Print word for word the first line of the records below and every following line through the one containing "preference + binding"; print nothing else.

[Stored items]
══════════

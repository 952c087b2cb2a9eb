// thiserror's #[error("...{field}...")] format strings reference struct fields,
// but the compiler doesn't see through the derive macro and reports false positives.
#![allow(unused_assignments)]

//! # qualopt
//!
//! Qualitative multi-criteria optimization over an answer-set solving engine.
//! Stable models of a base program are candidates; a separately specified
//! preference relation orders them, and the controller searches for optimal
//! models without modifying the engine.
//!
//! ## Architecture
//!
//! - **Dependency graph** (`graph`): positive atom dependencies and their SCCs via petgraph
//! - **Meta-program compiler** (`reify`): reification of ground programs into prefixed facts,
//!   in process or through a clingo binary
//! - **Meta programs** (`meta`): reified base + reified preference + binding
//! - **Controller** (`control`): the solve/ground state machine with volatile improvement
//!   constraints, optimum handling and tie enumeration
//! - **Engine seam** (`engine`): traits a concrete solving engine adapter implements
//!
//! ## Library usage
//!
//! ```
//! use qualopt::program::{AtomId, Literal, ObservedProgram, ProgramObserver};
//! use qualopt::reify::compile;
//! use qualopt::term::Term;
//!
//! // a :- b. b :- a. {b}.
//! let mut program = ObservedProgram::new();
//! program.on_rule(false, &[AtomId(1)], &[Literal(2)]);
//! program.on_rule(false, &[AtomId(2)], &[Literal(1)]);
//! program.on_rule(true, &[AtomId(2)], &[]);
//! program.on_output_atom(&Term::constant("a"), AtomId(1));
//!
//! let base = compile(&program, "__");
//! assert!(base.facts().contains("__scc(0,1)."));
//! ```

pub mod config;
pub mod control;
pub mod engine;
pub mod error;
pub mod graph;
pub mod meta;
pub mod program;
pub mod reify;
pub mod term;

══════════

### Result of the task
repository 952c087b2cb2a9eb
// thiserror's #[error("...{field}...")] format strings reference struct fields,
// but the compiler doesn't see through the derive macro and reports false positives.
#![allow(unused_assignments)]

//! # qualopt
//!
//! Qualitative multi-criteria optimization over an answer-set solving engine.
//! Stable models of a base program are candidates; a separately specified
//! preference relation orders them, and the controller searches for optimal
//! models without modifying the engine.
//!
//! ## Architecture
//!
//! - **Dependency graph** (`graph`): positive atom dependencies and their SCCs via petgraph
//! - **Meta-program compiler** (`reify`): reification of ground programs into prefixed facts,
//!   in process or through a clingo binary
//! - **Meta programs** (`meta`): reified base + reified preference + binding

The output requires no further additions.